Neil Young’s performance there in the same year was famous for setting part of the venue on fire, a fate that also befell thrash metallers Venom in 1982.They were banned from playing at the venue for a year after burning the ceiling. The much-derided band – after touring with Venom, Henry Rollins compared them to Spinal Tap – also used a Hammy Odeon 1984 date to hit back at their critics who reckoned they couldn’t play their instruments. Guitarist Mantas shouted between songs: “A lot of bands are out there tonight, waiting for Venom to make a mistake. Well, we are the fucking mistake!” Yeah! That’s told ‘em!

And of course, Motörhead’s most successful, and probably best, album, No Sleep Til Hammersmith cemented the venue’s reputation on the rock circuit, the title a reference to the fact that as it was often the last date on a tour. Lemmy and co have a longstanding affiliation with the place – one of their breakthrough bookings was as support for The Blue Oyster Cult there in the early days (1975) and then, in 1985 the band celebrated their ten-year anniversary with a two-night spot at Hammersmith. In 2004, Motörhead were even filmed playing at the (by now) Hammersmith Apollo for Gene Simmons’ TV show Rock School!
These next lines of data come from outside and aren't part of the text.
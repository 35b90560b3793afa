//! orderflow Test Utilities
//!
//! Centralized test infrastructure for the orderflow workspace:
//! - Proptest generators for orders
//! - Recording and failing collaborators for the cache and the store
//! - Test fixtures for common scenarios
//! - Custom assertions for orderflow results

// Re-export core types for convenience
pub use orderflow_core::{
    Delivery, Item, Order, OrderValidator, OrderflowError, OrderflowResult, Payment,
    StorageError, Timestamp, ValidationError, Validator,
};
pub use orderflow_storage::{FifoCache, InMemoryOrderStore, OrderCache, OrderStore};

use async_trait::async_trait;
use parking_lot::Mutex;
use std::sync::atomic::{AtomicBool, AtomicUsize, Ordering};

// ============================================================================
// RECORDING COLLABORATORS
// ============================================================================

/// Store double that records every call and can be told to fail.
///
/// Backed by an [`InMemoryOrderStore`], so successful writes are readable.
#[derive(Debug, Default)]
pub struct RecordingStore {
    inner: InMemoryOrderStore,
    upserts: Mutex<Vec<Order>>,
    fetches: Mutex<Vec<String>>,
    recent_calls: AtomicUsize,
    fail_upsert: AtomicBool,
    fail_fetch: AtomicBool,
    fail_recent: AtomicBool,
    fail_ping: AtomicBool,
}

impl RecordingStore {
    pub fn new() -> Self {
        Self::default()
    }

    /// Store pre-populated with `orders`. Seeding is not recorded.
    pub fn with_orders(orders: impl IntoIterator<Item = Order>) -> Self {
        Self {
            inner: InMemoryOrderStore::with_orders(orders),
            ..Self::default()
        }
    }

    /// Make every `upsert` fail with a write error.
    pub fn fail_upserts(&self, fail: bool) {
        self.fail_upsert.store(fail, Ordering::SeqCst);
    }

    /// Make every `fetch` fail with a read error.
    pub fn fail_fetches(&self, fail: bool) {
        self.fail_fetch.store(fail, Ordering::SeqCst);
    }

    /// Make `recent_keys` fail.
    pub fn fail_recent_keys(&self, fail: bool) {
        self.fail_recent.store(fail, Ordering::SeqCst);
    }

    /// Make `ping` fail.
    pub fn fail_ping(&self, fail: bool) {
        self.fail_ping.store(fail, Ordering::SeqCst);
    }

    /// Orders passed to `upsert`, in call order, including failed calls.
    pub fn upserts(&self) -> Vec<Order> {
        self.upserts.lock().clone()
    }

    pub fn upsert_count(&self) -> usize {
        self.upserts.lock().len()
    }

    /// Keys passed to `fetch`, in call order.
    pub fn fetches(&self) -> Vec<String> {
        self.fetches.lock().clone()
    }

    pub fn fetch_count(&self) -> usize {
        self.fetches.lock().len()
    }

    pub fn recent_keys_calls(&self) -> usize {
        self.recent_calls.load(Ordering::SeqCst)
    }

    /// Number of orders actually stored.
    pub fn stored_count(&self) -> usize {
        self.inner.len()
    }
}

#[async_trait]
impl OrderStore for RecordingStore {
    async fn upsert(&self, order: &Order) -> OrderflowResult<()> {
        self.upserts.lock().push(order.clone());
        if self.fail_upsert.load(Ordering::SeqCst) {
            return Err(StorageError::WriteFailed {
                order_uid: order.order_uid.clone(),
                reason: "injected write failure".to_string(),
            }
            .into());
        }
        self.inner.upsert(order).await
    }

    async fn fetch(&self, order_uid: &str) -> OrderflowResult<Option<Order>> {
        self.fetches.lock().push(order_uid.to_string());
        if self.fail_fetch.load(Ordering::SeqCst) {
            return Err(StorageError::ReadFailed {
                order_uid: order_uid.to_string(),
                reason: "injected read failure".to_string(),
            }
            .into());
        }
        self.inner.fetch(order_uid).await
    }

    async fn recent_keys(&self, limit: usize) -> OrderflowResult<Vec<String>> {
        self.recent_calls.fetch_add(1, Ordering::SeqCst);
        if self.fail_recent.load(Ordering::SeqCst) {
            return Err(StorageError::QueryFailed {
                reason: "injected query failure".to_string(),
            }
            .into());
        }
        self.inner.recent_keys(limit).await
    }

    async fn ping(&self) -> OrderflowResult<()> {
        if self.fail_ping.load(Ordering::SeqCst) {
            return Err(StorageError::Unavailable {
                reason: "injected outage".to_string(),
            }
            .into());
        }
        Ok(())
    }
}

/// Cache double that records mutations and reads over a real [`FifoCache`].
#[derive(Debug, Default)]
pub struct RecordingCache {
    inner: FifoCache,
    sets: Mutex<Vec<Order>>,
    loads: Mutex<Vec<Vec<String>>>,
    gets: AtomicUsize,
}

impl RecordingCache {
    pub fn new() -> Self {
        Self::default()
    }

    pub fn with_capacity(max_entries: usize) -> Self {
        Self {
            inner: FifoCache::with_capacity(max_entries),
            ..Self::default()
        }
    }

    /// Orders passed to `set`, in call order.
    pub fn sets(&self) -> Vec<Order> {
        self.sets.lock().clone()
    }

    pub fn set_count(&self) -> usize {
        self.sets.lock().len()
    }

    /// Keys of each `load` call, in the order they were given.
    pub fn loads(&self) -> Vec<Vec<String>> {
        self.loads.lock().clone()
    }

    pub fn get_count(&self) -> usize {
        self.gets.load(Ordering::SeqCst)
    }
}

impl OrderCache for RecordingCache {
    fn get(&self, key: &str) -> Option<Order> {
        self.gets.fetch_add(1, Ordering::SeqCst);
        self.inner.get(key)
    }

    fn set(&self, order: Order) {
        self.sets.lock().push(order.clone());
        self.inner.set(order);
    }

    fn load(&self, orders: Vec<Order>) {
        self.loads
            .lock()
            .push(orders.iter().map(|o| o.order_uid.clone()).collect());
        self.inner.load(orders);
    }

    fn size(&self) -> usize {
        self.inner.size()
    }
}

// ============================================================================
// PROPTEST GENERATORS
// ============================================================================

pub mod generators {
    //! Proptest strategies for generating orders.

    use super::*;
    use proptest::prelude::*;

    /// Generate an order key that passes validation.
    pub fn arb_order_uid() -> impl Strategy<Value = String> {
        "[a-z0-9]{8,32}"
    }

    /// Generate a Timestamp (DateTime<Utc>) between 2020 and 2030.
    pub fn arb_timestamp() -> impl Strategy<Value = Timestamp> {
        (1577836800i64..1893456000i64).prop_map(|secs| {
            chrono::DateTime::from_timestamp(secs, 0).unwrap_or_default()
        })
    }

    /// Generate a valid delivery section.
    pub fn arb_delivery() -> impl Strategy<Value = Delivery> {
        (
            "[A-Z][a-z]{1,15} [A-Z][a-z]{1,15}",
            "\\+[1-9][0-9]{6,13}",
            "[0-9]{3,10}",
            "[A-Z][a-z]{0,20}",
            "[A-Z][a-z]{1,20} [0-9]{1,3}",
            "[A-Z][a-z]{0,20}",
            "[a-z]{1,10}@[a-z]{1,10}\\.(com|org|net)",
        )
            .prop_map(|(name, phone, zip, city, address, region, email)| Delivery {
                name,
                phone,
                zip,
                city,
                address,
                region,
                email,
            })
    }

    /// Generate a valid payment section for `transaction`.
    pub fn arb_payment(transaction: String) -> impl Strategy<Value = Payment> {
        (
            "(USD|EUR|RUB)",
            "[a-z]{1,10}",
            0i32..100_000,
            1i64..2_000_000_000,
            "[a-z]{1,10}",
            0i32..5_000,
            0i32..100_000,
            0i32..1_000,
        )
            .prop_map(
                move |(
                    currency,
                    provider,
                    amount,
                    payment_dt,
                    bank,
                    delivery_cost,
                    goods_total,
                    custom_fee,
                )| Payment {
                    transaction: transaction.clone(),
                    request_id: String::new(),
                    currency,
                    provider,
                    amount,
                    payment_dt,
                    bank,
                    delivery_cost,
                    goods_total,
                    custom_fee,
                },
            )
    }

    /// Generate a valid line item.
    pub fn arb_item() -> impl Strategy<Value = Item> {
        (
            1i64..100_000_000,
            "[A-Z]{5,16}",
            0i32..100_000,
            "[a-z0-9]{4,32}",
            "[A-Z][a-z]{0,30}",
            0i32..=100,
            "[0-9]{1,3}",
            0i32..100_000,
            1i64..100_000_000,
            "[A-Z][a-z]{0,20}",
            0i32..1000,
        )
            .prop_map(
                |(
                    chrt_id,
                    track_number,
                    price,
                    rid,
                    name,
                    sale,
                    size,
                    total_price,
                    nm_id,
                    brand,
                    status,
                )| Item {
                    chrt_id,
                    track_number,
                    price,
                    rid,
                    name,
                    sale,
                    size,
                    total_price,
                    nm_id,
                    brand,
                    status,
                },
            )
    }

    /// Generate an order that passes [`OrderValidator`].
    pub fn arb_valid_order() -> impl Strategy<Value = Order> {
        arb_order_uid().prop_flat_map(|uid| {
            let header = (
                "[A-Z]{5,16}",
                "[A-Z]{2,8}",
                "(en|ru|de|fr)",
                "[a-z0-9]{1,16}",
                "[a-z]{1,16}",
                "[0-9]{1,2}",
                0i32..1000,
                arb_timestamp(),
                "[0-9]{1,2}",
            );
            let body = (
                arb_delivery(),
                arb_payment(uid.clone()),
                prop::collection::vec(arb_item(), 1..5),
            );
            (Just(uid), header, body).prop_map(
                |(
                    order_uid,
                    (
                        track_number,
                        entry,
                        locale,
                        customer_id,
                        delivery_service,
                        shardkey,
                        sm_id,
                        date_created,
                        oof_shard,
                    ),
                    (delivery, payment, items),
                )| Order {
                    order_uid,
                    track_number,
                    entry,
                    delivery,
                    payment,
                    items,
                    locale,
                    internal_signature: String::new(),
                    customer_id,
                    delivery_service,
                    shardkey,
                    sm_id,
                    date_created,
                    oof_shard,
                },
            )
        })
    }

    /// Number of distinct breakages applied by [`arb_invalid_order`].
    pub const BREAKAGES: usize = 8;

    /// Generate a decodable order that violates exactly one rule.
    pub fn arb_invalid_order() -> impl Strategy<Value = Order> {
        (arb_valid_order(), 0usize..BREAKAGES).prop_map(|(mut order, breakage)| {
            match breakage {
                0 => order.order_uid.clear(),
                1 => order.items.clear(),
                2 => order.delivery.email = "not-an-email".to_string(),
                3 => order.payment.currency = "US".to_string(),
                4 => order.items[0].sale = 101,
                5 => order.payment.amount = -1,
                6 => order.delivery.phone = "12345".to_string(),
                _ => order.date_created = Timestamp::default(),
            }
            order
        })
    }
}

// ============================================================================
// TEST FIXTURES
// ============================================================================

pub mod fixtures {
    //! Pre-built test fixtures for common testing scenarios.

    use super::*;

    /// A valid order with the given key, based on the demonstration order.
    pub fn valid_order(order_uid: &str) -> Order {
        let mut order = orderflow_core::demo_order();
        order.order_uid = order_uid.to_string();
        order.payment.transaction = order_uid.to_string();
        order
    }

    /// A valid order created at `secs` past the Unix epoch.
    pub fn order_created_at(order_uid: &str, secs: i64) -> Order {
        let mut order = valid_order(order_uid);
        order.date_created = chrono::DateTime::from_timestamp(secs, 0).unwrap_or_default();
        order
    }

    /// A decodable order with an empty key.
    pub fn order_with_empty_key() -> Order {
        valid_order("")
    }

    /// Wire bytes for an order.
    pub fn payload(order: &Order) -> Vec<u8> {
        serde_json::to_vec(order).unwrap_or_default()
    }

    /// Wire bytes for an order, prefixed with a UTF-8 byte-order mark.
    pub fn payload_with_bom(order: &Order) -> Vec<u8> {
        let mut bytes = orderflow_core::UTF8_BOM.to_vec();
        bytes.extend(payload(order));
        bytes
    }

    /// Bytes that do not decode.
    pub fn malformed_payload() -> Vec<u8> {
        b"{\"order_uid\": \"truncated".to_vec()
    }
}

// ============================================================================
// CUSTOM ASSERTIONS
// ============================================================================

pub mod assertions {
    //! Custom assertion functions for orderflow results.

    use super::*;

    /// Assert that an OrderflowResult is Ok.
    #[track_caller]
    pub fn assert_ok<T: std::fmt::Debug>(result: &OrderflowResult<T>) {
        assert!(result.is_ok(), "Expected Ok, got Err: {:?}", result);
    }

    /// Assert that an OrderflowResult is a Storage error.
    #[track_caller]
    pub fn assert_storage_error<T: std::fmt::Debug>(result: &OrderflowResult<T>) {
        match result {
            Err(OrderflowError::Storage(_)) => {}
            other => panic!("Expected Storage error, got: {:?}", other),
        }
    }

    /// Assert that a validation result names `field`.
    #[track_caller]
    pub fn assert_invalid_field(result: &Result<(), ValidationError>, field: &str) {
        match result {
            Err(err) => assert_eq!(err.field(), field, "Wrong field in {:?}", err),
            Ok(()) => panic!("Expected validation failure on {}, got Ok", field),
        }
    }

    /// Assert that `cache` holds exactly `keys`.
    #[track_caller]
    pub fn assert_cached<C: OrderCache + ?Sized>(cache: &C, keys: &[&str]) {
        assert_eq!(cache.size(), keys.len(), "Unexpected cache size");
        for key in keys {
            assert!(cache.get(key).is_some(), "Expected {} in cache", key);
        }
    }
}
Johnny Cash was here in 1966, The Beatles did dozens of dates here, often supported by the Yardbirds with Eric Clapton, Randy Rhoads and Ozzy played one of their first gigs together on the Blizzard of Ozz tour. Bob Marley did Hammersmith on his 1976 Rastaman Vibration Tour. The excellent Live And Dangerous by Thin Lizzy was from shows at Hammersmith, while the opening cut of the massively influential Public Enemy LP It Takes a Nation of Millions to Hold Us Back was recorded here too.

Not a bad history for a smallish place in an unfashionable bit of London!